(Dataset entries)
Start of Block
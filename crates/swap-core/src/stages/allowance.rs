//! Allowance stage.
//!
//! The quote names the spender that needs an ERC-20 allowance on the sell
//! token. When it does, an unlimited approval is simulated, signed,
//! broadcast and waited on before the pipeline continues. When it does not,
//! nothing touches the chain.

use std::sync::Arc;
use std::time::Duration;
use swap_delivery::{approve_calldata, DeliveryError, DeliveryService};
use swap_types::{Address, AllowanceIssue, Transaction, TransactionHash, U256};
use thiserror::Error;
use tracing::instrument;

/// Errors that can occur while granting an allowance.
#[derive(Debug, Error)]
pub enum AllowanceError {
	/// The approval would revert.
	#[error("Approval simulation failed: {0}")]
	Simulation(#[source] DeliveryError),
	/// The approval could not be signed or broadcast.
	#[error("Approval broadcast failed: {0}")]
	Broadcast(#[source] DeliveryError),
	/// The approval was not mined in time.
	#[error("Approval confirmation failed: {0}")]
	Confirmation(#[source] DeliveryError),
	/// The approval was mined but reverted.
	#[error("Approval transaction {0} reverted")]
	Reverted(TransactionHash),
}

/// Result of [`AllowanceManager::ensure_allowance`].
#[derive(Debug, Clone, PartialEq, Eq)]
pub enum AllowanceOutcome {
	/// The aggregator reported no allowance shortfall.
	AlreadySufficient,
	/// An approval was mined.
	Granted { tx_hash: TransactionHash },
}

/// Grants spender allowances on behalf of the trader.
pub struct AllowanceManager {
	delivery: Arc<DeliveryService>,
	owner: Address,
	approval_timeout: Duration,
	poll_interval: Duration,
}

impl AllowanceManager {
	pub fn new(
		delivery: Arc<DeliveryService>,
		owner: Address,
		approval_timeout: Duration,
		poll_interval: Duration,
	) -> Self {
		Self {
			delivery,
			owner,
			approval_timeout,
			poll_interval,
		}
	}

	/// Approves `issue.spender` for the maximum amount of `token`.
	///
	/// Does nothing when `issue` is `None`.
	#[instrument(skip_all, fields(token = %token))]
	pub async fn ensure_allowance(
		&self,
		token: Address,
		issue: Option<&AllowanceIssue>,
	) -> Result<AllowanceOutcome, AllowanceError> {
		let Some(issue) = issue else {
			tracing::debug!("No allowance required");
			return Ok(AllowanceOutcome::AlreadySufficient);
		};

		tracing::info!(
			spender = %issue.spender,
			actual = ?issue.actual,
			"Granting unlimited allowance"
		);

		let tx = Transaction::call(
			self.delivery.chain_id(),
			self.owner,
			token,
			approve_calldata(issue.spender, U256::MAX),
		);

		self.delivery
			.simulate(&tx)
			.await
			.map_err(AllowanceError::Simulation)?;

		let tx_hash = self
			.delivery
			.deliver(tx)
			.await
			.map_err(AllowanceError::Broadcast)?;

		let receipt = self
			.delivery
			.wait_for_receipt(&tx_hash, self.approval_timeout, self.poll_interval)
			.await
			.map_err(AllowanceError::Confirmation)?;

		if !receipt.success {
			return Err(AllowanceError::Reverted(tx_hash));
		}

		tracing::info!(tx_hash = %tx_hash, block = receipt.block_number, "Allowance granted");
		Ok(AllowanceOutcome::Granted { tx_hash })
	}
}
//! Configuration module for the permit2 swap executor.
//!
//! Configuration is read from TOML. String values may reference environment
//! variables as `${VAR}` or `${VAR:-default}`, which is how the signing key,
//! the aggregator API key and the RPC URL are normally supplied. A missing
//! variable, a missing section or a blank credential is a startup error; the
//! swap pipeline never runs with partial configuration.
//!
//! ## Modular Configuration Support
//!
//! Configurations can be split into multiple files:
//! - Use `include = ["secrets.toml"]` to include other config files
//! - Each top-level section must be unique across all files

#[cfg(any(test, feature = "testing"))]
pub mod builders;
mod loader;

use regex::Regex;
use serde::{Deserialize, Serialize};
use std::path::Path;
use std::str::FromStr;
use swap_types::{Address, SecretString, MAX_BASIS_POINTS};
use thiserror::Error;

/// Errors that can occur during configuration operations.
#[derive(Debug, Error)]
pub enum ConfigError {
	/// Error that occurs during file I/O operations.
	#[error("IO error: {0}")]
	Io(#[from] std::io::Error),
	/// Error that occurs when parsing TOML configuration.
	#[error("Configuration error: {0}")]
	Parse(String),
	/// Error that occurs when configuration validation fails.
	#[error("Validation error: {0}")]
	Validation(String),
}

impl From<toml::de::Error> for ConfigError {
	fn from(err: toml::de::Error) -> Self {
		// Keep the message, drop the echoed input
		ConfigError::Parse(err.message().to_string())
	}
}

/// Main configuration structure.
#[derive(Debug, Clone, Deserialize, Serialize)]
pub struct Config {
	/// The trade to execute.
	pub swap: SwapConfig,
	/// Aggregator endpoint and credentials.
	pub aggregator: AggregatorConfig,
	/// Chain RPC endpoint and confirmation policy.
	pub network: NetworkConfig,
	/// Trader account.
	pub account: AccountConfig,
}

/// The trade to execute.
#[derive(Debug, Clone, Deserialize, Serialize)]
pub struct SwapConfig {
	/// Chain the swap settles on.
	pub chain_id: u64,
	/// Token being sold.
	pub sell_token: Address,
	/// Token being bought.
	pub buy_token: Address,
	/// Amount to sell in whole-token units, e.g. "0.1".
	/// Scaled by the sell token's on-chain decimals at run time.
	pub sell_amount: String,
	/// Affiliate fee in basis points. Defaults to 100 (1%).
	#[serde(default = "default_affiliate_fee_bps")]
	pub affiliate_fee_bps: u16,
	/// Whether the aggregator may collect trade surplus. Defaults to true.
	#[serde(default = "default_surplus_collection")]
	pub surplus_collection: bool,
}

fn default_affiliate_fee_bps() -> u16 {
	100
}

fn default_surplus_collection() -> bool {
	true
}

/// Aggregator endpoint and credentials.
#[derive(Debug, Clone, Deserialize, Serialize)]
pub struct AggregatorConfig {
	/// Base URL of the swap API.
	#[serde(default = "default_aggregator_url")]
	pub base_url: String,
	/// API key sent with every request.
	pub api_key: SecretString,
	/// API version tag sent with every request.
	#[serde(default = "default_api_version")]
	pub api_version: String,
	/// HTTP request timeout in seconds.
	#[serde(default = "default_request_timeout")]
	pub timeout_seconds: u64,
}

fn default_aggregator_url() -> String {
	"https://api.0x.org".to_string()
}

fn default_api_version() -> String {
	"v2".to_string()
}

fn default_request_timeout() -> u64 {
	30
}

/// Chain RPC endpoint and confirmation policy.
#[derive(Debug, Clone, Deserialize, Serialize)]
pub struct NetworkConfig {
	/// HTTP(S) JSON-RPC endpoint.
	pub rpc_url: String,
	/// Block explorer base URL used to print transaction links.
	#[serde(default)]
	pub explorer_url: Option<String>,
	/// Upper bound on waiting for the approval transaction to be mined.
	#[serde(default = "default_approval_timeout")]
	pub approval_timeout_seconds: u64,
	/// Interval between receipt polls while waiting.
	#[serde(default = "default_poll_interval")]
	pub receipt_poll_interval_seconds: u64,
}

fn default_approval_timeout() -> u64 {
	300
}

fn default_poll_interval() -> u64 {
	2
}

/// Trader account.
#[derive(Debug, Clone, Deserialize, Serialize)]
pub struct AccountConfig {
	/// Hex-encoded secp256k1 private key.
	pub private_key: SecretString,
}

/// Resolves environment variables in a string.
///
/// Replaces ${VAR_NAME} with the value of the environment variable VAR_NAME.
/// Supports default values with ${VAR_NAME:-default_value}.
///
/// Input strings are limited to 1MB.
pub(crate) fn resolve_env_vars(input: &str) -> Result<String, ConfigError> {
	const MAX_INPUT_SIZE: usize = 1024 * 1024;
	if input.len() > MAX_INPUT_SIZE {
		return Err(ConfigError::Validation(format!(
			"Configuration file too large: {} bytes (max: {} bytes)",
			input.len(),
			MAX_INPUT_SIZE
		)));
	}

	let re = Regex::new(r"\$\{([A-Z_][A-Z0-9_]{0,127})(?::-([^}]{0,256}))?\}")
		.map_err(|e| ConfigError::Parse(format!("Regex error: {}", e)))?;

	let mut result = String::with_capacity(input.len());
	let mut last = 0;

	for cap in re.captures_iter(input) {
		let (Some(full_match), Some(var_name)) = (cap.get(0), cap.get(1)) else {
			continue;
		};
		let default_value = cap.get(2).map(|m| m.as_str());

		let value = match std::env::var(var_name.as_str()) {
			Ok(v) => v,
			Err(_) => match default_value {
				Some(default) => default.to_string(),
				None => {
					return Err(ConfigError::Validation(format!(
						"Environment variable '{}' not found",
						var_name.as_str()
					)));
				},
			},
		};

		result.push_str(&input[last..full_match.start()]);
		result.push_str(&value);
		last = full_match.end();
	}
	result.push_str(&input[last..]);

	Ok(result)
}

impl Config {
	/// Loads configuration from a file, following `include` directives.
	pub async fn from_file(path: &str) -> Result<Self, ConfigError> {
		let path_buf = Path::new(path);
		let base_dir = path_buf.parent().unwrap_or_else(|| Path::new("."));

		let mut loader = loader::ConfigLoader::new(base_dir);
		let file_name = path_buf
			.file_name()
			.ok_or_else(|| ConfigError::Validation(format!("Invalid path: {}", path)))?;
		loader.load_config(file_name).await
	}

	/// Validates the configuration.
	///
	/// Checks credentials are present, the trade is well formed and the
	/// network timing values are usable.
	fn validate(&self) -> Result<(), ConfigError> {
		// Swap
		if self.swap.chain_id == 0 {
			return Err(ConfigError::Validation("swap.chain_id cannot be 0".into()));
		}
		if self.swap.sell_token == Address::ZERO || self.swap.buy_token == Address::ZERO {
			return Err(ConfigError::Validation(
				"swap.sell_token and swap.buy_token must be non-zero addresses".into(),
			));
		}
		if self.swap.sell_token == self.swap.buy_token {
			return Err(ConfigError::Validation(
				"swap.sell_token and swap.buy_token must differ".into(),
			));
		}
		validate_decimal_amount(&self.swap.sell_amount)?;
		if self.swap.affiliate_fee_bps > MAX_BASIS_POINTS {
			return Err(ConfigError::Validation(format!(
				"swap.affiliate_fee_bps cannot exceed {}",
				MAX_BASIS_POINTS
			)));
		}

		// Aggregator
		validate_http_url("aggregator.base_url", &self.aggregator.base_url)?;
		if self.aggregator.api_key.is_blank() {
			return Err(ConfigError::Validation(
				"aggregator.api_key cannot be empty".into(),
			));
		}
		if self.aggregator.api_version.trim().is_empty() {
			return Err(ConfigError::Validation(
				"aggregator.api_version cannot be empty".into(),
			));
		}
		if self.aggregator.timeout_seconds == 0 {
			return Err(ConfigError::Validation(
				"aggregator.timeout_seconds must be greater than 0".into(),
			));
		}

		// Network
		validate_http_url("network.rpc_url", &self.network.rpc_url)?;
		if self.network.approval_timeout_seconds == 0 {
			return Err(ConfigError::Validation(
				"network.approval_timeout_seconds must be greater than 0".into(),
			));
		}
		if self.network.receipt_poll_interval_seconds == 0 {
			return Err(ConfigError::Validation(
				"network.receipt_poll_interval_seconds must be greater than 0".into(),
			));
		}
		if self.network.receipt_poll_interval_seconds > self.network.approval_timeout_seconds {
			return Err(ConfigError::Validation(
				"network.receipt_poll_interval_seconds cannot exceed approval_timeout_seconds"
					.into(),
			));
		}

		// Account
		if self.account.private_key.is_blank() {
			return Err(ConfigError::Validation(
				"account.private_key cannot be empty".into(),
			));
		}

		Ok(())
	}
}

fn validate_http_url(field: &str, url: &str) -> Result<(), ConfigError> {
	let url = url.trim();
	if url.is_empty() {
		return Err(ConfigError::Validation(format!("{} cannot be empty", field)));
	}
	if !(url.starts_with("http://") || url.starts_with("https://")) {
		return Err(ConfigError::Validation(format!(
			"{} must be an http(s) URL, got '{}'",
			field, url
		)));
	}
	Ok(())
}

/// Accepts plain positive decimals such as "1", "0.1" or "250.75".
fn validate_decimal_amount(amount: &str) -> Result<(), ConfigError> {
	let amount = amount.trim();
	let (integer, fraction) = amount.split_once('.').unwrap_or((amount, ""));
	let well_formed = !(integer.is_empty() && fraction.is_empty())
		&& integer.chars().all(|c| c.is_ascii_digit())
		&& fraction.chars().all(|c| c.is_ascii_digit());
	if !well_formed {
		return Err(ConfigError::Validation(format!(
			"swap.sell_amount '{}' is not a decimal number",
			amount
		)));
	}
	if integer.chars().chain(fraction.chars()).all(|c| c == '0') {
		return Err(ConfigError::Validation(
			"swap.sell_amount must be greater than zero".into(),
		));
	}
	Ok(())
}

/// Parses configuration from a TOML string.
///
/// Environment variables are resolved and the configuration is validated
/// after parsing.
impl FromStr for Config {
	type Err = ConfigError;

	fn from_str(s: &str) -> Result<Self, Self::Err> {
		let resolved = resolve_env_vars(s)?;
		let config: Config = toml::from_str(&resolved)?;
		config.validate()?;
		Ok(config)
	}
}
End of Block
Go over the entries above and say how many lines hold the string "source", with no other text.

3